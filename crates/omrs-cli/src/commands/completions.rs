//! Shell completion generation.

use clap::CommandFactory;
use clap_complete::{generate, shells};

use crate::cli::{Cli, CompletionsArgs, Shell};

const BIN_NAME: &str = "omrs";

pub fn execute(args: CompletionsArgs) -> crate::error::CliResult<()> {
    let mut cmd = Cli::command();
    let mut out = std::io::stdout();

    match args.shell {
        Shell::Bash => generate(shells::Bash, &mut cmd, BIN_NAME, &mut out),
        Shell::Zsh => generate(shells::Zsh, &mut cmd, BIN_NAME, &mut out),
        Shell::Fish => generate(shells::Fish, &mut cmd, BIN_NAME, &mut out),
        Shell::PowerShell => generate(shells::PowerShell, &mut cmd, BIN_NAME, &mut out),
        Shell::Elvish => generate(shells::Elvish, &mut cmd, BIN_NAME, &mut out),
    };

    Ok(())
}
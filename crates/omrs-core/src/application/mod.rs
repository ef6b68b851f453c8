//! Application layer for the SDK.
//!
//! This layer contains:
//! - **Services**: Use case orchestration (SetupService, DeployService, ...)
//! - **Ports**: Interface definitions (traits) for external dependencies
//! - **Errors**: Application-specific error types
//!
//! The application layer coordinates the domain layer but contains no
//! business logic itself. All business rules live in `crate::domain`.

pub mod error;
pub mod ports;
pub mod services;

pub use services::{
    DeployOutcome, DeployRequest, DeployService, InstallTarget, ModuleInstallOutcome,
    ModuleRequest, ModuleService, NOTHING_TO_UPGRADE, ProjectRequest, ProjectService,
    ServerService, SetupRequest, SetupService, UpgradeDecision, WatchService, Wizard,
};

pub use ports::{
    ArchetypeRunner, ArtifactRepository, DistributionSource, Filesystem, Prompter, ServerStore,
};

pub use error::ApplicationError;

···

Nothing should appear in the answer except the lines above from the line with "(SetupService, DeployService, ...)" through the line with "but contains no", both included, written out exactly.

//! - **Services**: Use case orchestration (SetupService, DeployService, ...)
//! - **Ports**: Interface definitions (traits) for external dependencies
//! - **Errors**: Application-specific error types
//!
//! The application layer coordinates the domain layer but contains no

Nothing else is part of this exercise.